In Beccaria’s interpretation, law exists to preserve the social contract and benefit society as a whole. But, because people act out of self-interest and their interest sometimes conflicts with societal laws, they commit crimes. The principle of manipulability refers to the predictable ways in which people act out of rational self-interest and might therefore be dissuaded from committing crimes if the punishment outweighs the benefits of the crime, rendering the crime an illogical choice.
In 1764 Beccaria published a brief but justly celebrated treatise On Crimes and Punishments, which marked the high point of the Milan Enlightenment. In it, Beccaria put forth some of the first modern arguments against the death penalty. His treatise was also the first full work of penology, advocating reform of the criminal law system. The book was the first full-scale work to tackle criminal reform and to suggest that criminal justice should conform to rational principles. It is a less theoretical work than the writings of Hugo Grotius, Samuel von Pufendorf and other comparable thinkers, and as much a work of advocacy as of theory. In this essay, Beccaria reflected the convictions of the Il Caffè group, who sought to cause reform through Enlightenment discourse.
Policies and later life
The principles to which Beccaria appealed were Reason, an understanding of the state as a form of contract, and, above all, the principle of utility, or of the greatest happiness for the greatest number. Beccaria had elaborated this original principle in conjunction with Pietro Verri, and greatly influenced Jeremy Bentham to develop it into the full-scale doctrine of Utilitarianism.
He openly condemned the death penalty on two grounds:
- first, because the state does not possess the right to take lives; and
- secondly, because capital punishment is neither a useful nor a necessary form of punishment.
Beccaria developed in his treatise a number of innovative and influential principles:
- punishment had a preventive (deterrent), not a retributive, function;
- punishment should be proportionate to the crime committed;
- the probability of punishment, not its severity, would achieve the preventive effect;
- procedures of criminal convictions should be public; and finally,
- in order to be effective, punishment should be prompt.
With the Verri brothers, Beccaria traveled to Paris, where he was given a very warm reception by the philosophes. He later retreated, returning to his young wife Teresa and never venturing abroad again. The break with the Verri brothers proved lasting; they were never able to understand why Beccaria had left his position at the peak of success.
Many reforms in the penal codes of the principal European nations can be traced to Beccaria's treatise, although few contemporaries were convinced by Beccaria's argument against the death penalty.

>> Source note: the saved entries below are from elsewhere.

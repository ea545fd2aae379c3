//! Object storage: addresses, the upload trait and its backends.
//!
//! The pipeline only ever writes objects, so the trait has a single `put`.

pub mod local;
pub mod s3;
pub mod sigv4;

pub use local::LocalStore;
pub use s3::{AwsCredentials, S3Store};

use std::fmt;
use std::fs;
use std::io::ErrorKind;
use std::path::{Path, PathBuf};
use std::str::FromStr;
use thiserror::Error;

const SCHEME: &str = "s3://";

/// Errors from object storage operations.
#[derive(Debug, Error)]
pub enum StoreError {
    #[error("local file not found: {}", .0.display())]
    LocalFileMissing(PathBuf),

    #[error("I/O error on {}: {source}", path.display())]
    Io {
        path: PathBuf,
        #[source]
        source: std::io::Error,
    },

    #[error("invalid object URI '{0}' (expected s3://bucket/key)")]
    InvalidUri(String),

    #[error("storage credentials missing: {0}")]
    MissingCredentials(String),

    #[error("upload to {uri} rejected with HTTP {status}: {body}")]
    Rejected {
        uri: ObjectUri,
        status: u16,
        body: String,
    },

    #[error("upload to {uri} failed: {reason}")]
    Transport { uri: ObjectUri, reason: String },

    #[error("failed to build HTTP client: {0}")]
    Client(String),
}

/// `s3://bucket/key`
#[derive(Debug, Clone, PartialEq, Eq, Hash)]
pub struct ObjectUri {
    pub bucket: String,
    pub key: String,
}

impl ObjectUri {
    pub fn new(bucket: impl Into<String>, key: impl Into<String>) -> Self {
        Self {
            bucket: bucket.into(),
            key: key.into(),
        }
    }
}

impl fmt::Display for ObjectUri {
    fn fmt(&self, f: &mut fmt::Formatter<'_>) -> fmt::Result {
        write!(f, "{SCHEME}{}/{}", self.bucket, self.key)
    }
}

impl FromStr for ObjectUri {
    type Err = StoreError;

    fn from_str(s: &str) -> Result<Self, Self::Err> {
        let invalid = || StoreError::InvalidUri(s.to_string());
        let rest = s.strip_prefix(SCHEME).ok_or_else(invalid)?;
        let (bucket, key) = rest.split_once('/').ok_or_else(invalid)?;
        if bucket.is_empty() || key.is_empty() {
            return Err(invalid());
        }
        Ok(Self::new(bucket, key))
    }
}

/// Write-only object store.
pub trait ObjectStore: Send + Sync {
    /// Human-readable name of this backend.
    fn name(&self) -> &str;

    /// Upload `local` to `uri`, overwriting any existing object.
    fn put(&self, local: &Path, uri: &ObjectUri) -> Result<(), StoreError>;
}

/// Read a file to upload, mapping absence to `LocalFileMissing`.
pub(crate) fn read_local(path: &Path) -> Result<Vec<u8>, StoreError> {
    fs::read(path).map_err(|source| match source.kind() {
        ErrorKind::NotFound => StoreError::LocalFileMissing(path.to_path_buf()),
        _ => StoreError::Io {
            path: path.to_path_buf(),
            source,
        },
    })
}
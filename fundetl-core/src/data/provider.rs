//! Statement provider trait, credentials and structured error types.
//!
//! The StatementProvider trait abstracts over fundamentals sources so the ETL
//! can be driven against Yahoo Finance in production and a mock server in tests.

use serde::{Deserialize, Serialize};
use std::collections::BTreeMap;
use std::fmt;
use thiserror::Error;

/// Environment variable holding the provider username.
pub const USERNAME_VAR: &str = "YFINANCE_USER";
/// Environment variable holding the provider password.
pub const PASSWORD_VAR: &str = "YFINANCE_PASSWORD";

/// Provider login, constructed once and handed to the ETL.
///
/// Either field may be absent; that only becomes an error when a fetch is
/// attempted.
#[derive(Clone, Default, PartialEq, Eq)]
pub struct Credentials {
    pub username: Option<String>,
    pub password: Option<String>,
}

impl Credentials {
    pub fn new(username: impl Into<String>, password: impl Into<String>) -> Self {
        Self {
            username: Some(username.into()),
            password: Some(password.into()),
        }
    }

    /// Read `YFINANCE_USER` / `YFINANCE_PASSWORD`, honouring a `.env` file.
    pub fn from_env() -> Self {
        dotenvy::dotenv().ok();
        let non_empty = |var: &str| std::env::var(var).ok().filter(|v| !v.is_empty());
        Self {
            username: non_empty(USERNAME_VAR),
            password: non_empty(PASSWORD_VAR),
        }
    }

    /// Both parts, or an authentication error naming what is missing.
    pub fn require(&self) -> Result<(&str, &str), DataError> {
        match (self.username.as_deref(), self.password.as_deref()) {
            (Some(user), Some(pass)) => Ok((user, pass)),
            (None, _) => Err(DataError::AuthenticationRequired(format!(
                "{USERNAME_VAR} is not set"
            ))),
            (_, None) => Err(DataError::AuthenticationRequired(format!(
                "{PASSWORD_VAR} is not set"
            ))),
        }
    }
}

impl fmt::Debug for Credentials {
    fn fmt(&self, f: &mut fmt::Formatter<'_>) -> fmt::Result {
        f.debug_struct("Credentials")
            .field("username", &self.username)
            .field("password", &self.password.as_ref().map(|_| "***"))
            .finish()
    }
}

/// Reporting frequency requested from the provider.
#[derive(Debug, Clone, Copy, PartialEq, Eq, Serialize, Deserialize)]
#[serde(rename_all = "snake_case")]
pub enum Frequency {
    Annual,
    Quarterly,
}

impl Frequency {
    /// Prefix the provider puts in front of every line-item type.
    pub fn type_prefix(self) -> &'static str {
        match self {
            Frequency::Annual => "annual",
            Frequency::Quarterly => "quarterly",
        }
    }
}

/// What to fetch: which line items, at which frequency.
#[derive(Debug, Clone)]
pub struct StatementRequest<'a> {
    pub line_items: &'a [&'a str],
    pub frequency: Frequency,
    /// Include trailing-twelve-month rows.
    pub trailing: bool,
}

/// One (symbol, reporting date) row as returned by the provider.
#[derive(Debug, Clone, PartialEq, Serialize, Deserialize)]
pub struct StatementRow {
    pub symbol: String,
    pub as_of_date: String,
    pub period_type: String,
    pub currency_code: Option<String>,
    /// Line item name (without frequency prefix) to reported value.
    pub values: BTreeMap<String, f64>,
}

/// Result of one provider call across all requested symbols.
#[derive(Debug, Clone)]
pub struct FetchResult {
    /// Line items requested, in request order. Every one becomes a column.
    pub line_items: Vec<String>,
    pub rows: Vec<StatementRow>,
}

/// Structured error types for provider operations.
#[derive(Debug, Error)]
pub enum DataError {
    #[error("network unreachable: {0}")]
    NetworkUnreachable(String),

    #[error("authentication required: {0}")]
    AuthenticationRequired(String),

    #[error("response format changed: {0}")]
    ResponseFormatChanged(String),

    #[error("upstream returned HTTP {status} for {symbol}")]
    HttpStatus { symbol: String, status: u16 },

    #[error("failed to build HTTP client: {0}")]
    Client(String),
}

impl DataError {
    /// True for failures caused by rejected or missing credentials.
    pub fn is_auth(&self) -> bool {
        matches!(self, DataError::AuthenticationRequired(_))
    }
}

/// Trait for fundamentals providers.
///
/// One call covers every symbol; implementations decide how many requests
/// that takes. Providers know nothing about files or object storage.
pub trait StatementProvider: Send + Sync {
    /// Human-readable name of this provider.
    fn name(&self) -> &str;

    /// Fetch statement rows for all `symbols`, in symbol order.
    fn fetch_statement(
        &self,
        symbols: &[&str],
        request: &StatementRequest<'_>,
        credentials: &Credentials,
    ) -> Result<FetchResult, DataError>;
}
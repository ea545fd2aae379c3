//! Directory-backed object store.
//!
//! Layout: `{root}/{bucket}/{key}`. Used for offline runs and tests.

use super::{read_local, ObjectStore, ObjectUri, StoreError};
use std::fs;
use std::path::{Path, PathBuf};
use tracing::debug;

pub struct LocalStore {
    root: PathBuf,
}

impl LocalStore {
    pub fn new(root: impl Into<PathBuf>) -> Self {
        Self { root: root.into() }
    }

    pub fn root(&self) -> &Path {
        &self.root
    }

    /// Where an object lands on disk.
    pub fn object_path(&self, uri: &ObjectUri) -> PathBuf {
        uri.key
            .split('/')
            .fold(self.root.join(&uri.bucket), |path, segment| path.join(segment))
    }
}

impl ObjectStore for LocalStore {
    fn name(&self) -> &str {
        "local"
    }

    fn put(&self, local: &Path, uri: &ObjectUri) -> Result<(), StoreError> {
        let bytes = read_local(local)?;
        let dest = self.object_path(uri);
        let io_err = |path: &Path| {
            let path = path.to_path_buf();
            move |source| StoreError::Io { path, source }
        };

        if let Some(parent) = dest.parent() {
            fs::create_dir_all(parent).map_err(io_err(parent))?;
        }

        // Atomic replace: write to .tmp then rename.
        let tmp = dest.with_extension("tmp");
        fs::write(&tmp, &bytes).map_err(io_err(&tmp))?;
        fs::rename(&tmp, &dest).map_err(|source| {
            let _ = fs::remove_file(&tmp);
            StoreError::Io {
                path: dest.clone(),
                source,
            }
        })?;

        debug!(%uri, dest = %dest.display(), bytes = bytes.len(), "stored object locally");
        Ok(())
    }
}
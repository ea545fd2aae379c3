//! Pipeline configuration loaded from TOML.
//!
//! Every field has a default equal to the stock driver run, so an empty file
//! (or no file at all) gives the five-bank income statement pipeline writing
//! CSV under `data/`. Secrets never live here: provider and AWS credentials
//! come from the environment.

use fundetl_core::etl::{DEFAULT_BUCKET, DEFAULT_DATA_LAKE_DIR};
use fundetl_core::storage::s3::{region_from_env, AwsCredentials};
use fundetl_core::{
    DataError, DateWindow, LocalStore, ObjectStore, S3Store, SaveMode, StoreError,
    YahooFundamentalsProvider,
};
use serde::{Deserialize, Serialize};
use std::path::{Path, PathBuf};
use std::time::Duration;
use thiserror::Error;

pub const DEFAULT_SYMBOLS: &[&str] = &["JPM", "GS", "MS", "BA", "SIVBQ"];
pub const DEFAULT_DATA_DIR: &str = "data";

#[derive(Debug, Error)]
pub enum ConfigError {
    #[error("failed to read config {}: {source}", path.display())]
    Read {
        path: PathBuf,
        #[source]
        source: std::io::Error,
    },
    #[error("invalid config TOML: {0}")]
    Parse(#[from] toml::de::Error),
    #[error("invalid config: {0}")]
    Invalid(String),
    #[error("provider setup failed: {0}")]
    Provider(#[from] DataError),
    #[error("storage setup failed: {0}")]
    Storage(#[from] StoreError),
}

/// Complete pipeline configuration.
#[derive(Debug, Clone, Serialize, Deserialize, PartialEq)]
#[serde(default)]
pub struct PipelineConfig {
    /// Tickers to extract, in output order.
    pub symbols: Vec<String>,

    /// Directory for raw extracts.
    pub data_lake_dir: PathBuf,

    /// Directory for cleaned output; created when the pipeline is built.
    pub data_dir: PathBuf,

    pub save_mode: SaveMode,

    /// Keep local artifacts instead of removing them in the cleanup step.
    pub keep_outputs: bool,

    pub window: DateWindow,
    pub provider: ProviderConfig,
    pub storage: StorageConfig,
}

impl Default for PipelineConfig {
    fn default() -> Self {
        Self {
            symbols: DEFAULT_SYMBOLS.iter().map(|s| s.to_string()).collect(),
            data_lake_dir: PathBuf::from(DEFAULT_DATA_LAKE_DIR),
            data_dir: PathBuf::from(DEFAULT_DATA_DIR),
            save_mode: SaveMode::Csv,
            keep_outputs: false,
            window: DateWindow::default(),
            provider: ProviderConfig::default(),
            storage: StorageConfig::default(),
        }
    }
}

impl PipelineConfig {
    /// Load a configuration from a TOML file.
    pub fn from_file(path: &Path) -> Result<Self, ConfigError> {
        let content = std::fs::read_to_string(path).map_err(|source| ConfigError::Read {
            path: path.to_path_buf(),
            source,
        })?;
        Self::from_toml(&content)
    }

    /// Parse a configuration from a TOML string.
    pub fn from_toml(content: &str) -> Result<Self, ConfigError> {
        let config: Self = toml::from_str(content)?;
        config.validate()?;
        Ok(config)
    }

    pub fn to_toml(&self) -> Result<String, ConfigError> {
        toml::to_string_pretty(self).map_err(|e| ConfigError::Invalid(e.to_string()))
    }

    pub fn validate(&self) -> Result<(), ConfigError> {
        if self.symbols.is_empty() {
            return Err(ConfigError::Invalid("symbols must not be empty".into()));
        }
        if let Some(bad) = self.symbols.iter().find(|s| s.trim().is_empty()) {
            return Err(ConfigError::Invalid(format!("blank symbol {bad:?}")));
        }
        if self.window.start > self.window.end {
            return Err(ConfigError::Invalid(format!(
                "window start {} is after end {}",
                self.window.start, self.window.end
            )));
        }
        if self.provider.timeout_secs == 0 {
            return Err(ConfigError::Invalid("provider.timeout_secs must be > 0".into()));
        }
        if self.storage.kind != StorageKind::None && self.storage.bucket.trim().is_empty() {
            return Err(ConfigError::Invalid("storage.bucket must not be empty".into()));
        }
        Ok(())
    }

    /// Path the raw extract is written to.
    pub fn raw_path(&self, raw_file_name: &str) -> PathBuf {
        self.data_lake_dir.join(raw_file_name)
    }

    /// Path the cleaned artifact is written to, extension following the save mode.
    pub fn cleaned_path(&self, statement: &str) -> PathBuf {
        self.data_dir
            .join(format!("{statement}.{}", self.save_mode.extension()))
    }

    pub fn timeout(&self) -> Duration {
        Duration::from_secs(self.provider.timeout_secs)
    }
}

/// Upstream provider settings.
#[derive(Debug, Clone, Serialize, Deserialize, PartialEq)]
#[serde(default)]
pub struct ProviderConfig {
    pub base_url: String,
    pub timeout_secs: u64,
}

impl Default for ProviderConfig {
    fn default() -> Self {
        Self {
            base_url: YahooFundamentalsProvider::DEFAULT_BASE_URL.to_string(),
            timeout_secs: YahooFundamentalsProvider::DEFAULT_TIMEOUT.as_secs(),
        }
    }
}

impl ProviderConfig {
    pub fn build(&self) -> Result<YahooFundamentalsProvider, ConfigError> {
        let provider = YahooFundamentalsProvider::new(
            self.base_url.clone(),
            Duration::from_secs(self.timeout_secs),
        )?;
        Ok(provider)
    }
}

/// Where uploads go.
#[derive(Debug, Clone, Copy, Default, Serialize, Deserialize, PartialEq, Eq)]
#[serde(rename_all = "lowercase")]
pub enum StorageKind {
    /// Uploads are skipped.
    #[default]
    None,
    S3,
    /// Objects mirrored under a local directory.
    Local,
}

#[derive(Debug, Clone, Serialize, Deserialize, PartialEq)]
#[serde(default)]
pub struct StorageConfig {
    pub kind: StorageKind,
    pub bucket: String,
    /// Falls back to `AWS_REGION`, then `us-east-1`.
    pub region: Option<String>,
    /// Custom S3-compatible endpoint; switches to path-style URLs.
    pub endpoint: Option<String>,
    /// Root directory for the local store.
    pub root: PathBuf,
}

impl Default for StorageConfig {
    fn default() -> Self {
        Self {
            kind: StorageKind::None,
            bucket: DEFAULT_BUCKET.to_string(),
            region: None,
            endpoint: None,
            root: PathBuf::from("object_store"),
        }
    }
}

impl StorageConfig {
    /// Build the configured store, reading AWS credentials from the environment for S3.
    pub fn build(&self, timeout: Duration) -> Result<Option<Box<dyn ObjectStore>>, ConfigError> {
        let store: Box<dyn ObjectStore> = match self.kind {
            StorageKind::None => return Ok(None),
            StorageKind::Local => Box::new(LocalStore::new(self.root.clone())),
            StorageKind::S3 => {
                let credentials = AwsCredentials::from_env()?;
                let region = self.region.clone().unwrap_or_else(region_from_env);
                Box::new(S3Store::new(
                    credentials,
                    region,
                    self.endpoint.clone(),
                    timeout,
                )?)
            }
        };
        Ok(Some(store))
    }
}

When the Grand Duchy of Tuscany abolished the death penalty, as the first nation in the world to do so, it followed Beccaria's argument about the lack of utility of capital punishment, not about the state's lacking the right to execute citizens.
In November 1768, Beccaria was appointed to the chair of law and economy founded expressly for him at the Palatine college of Milan. His lectures on political economy, which are based on strict utilitarian principles, are in marked accordance with the theories of the English school of economists. They are published in the collection of Italian writers on political economy (Scrittori Classici Italiani di Economia politica, vols. xi. and xii.). Beccaria never succeeded in producing a work to match Dei Delitti e Delle Pene, although he made various incomplete attempts in the course of his life. A short treatise on literary style was all he saw to press.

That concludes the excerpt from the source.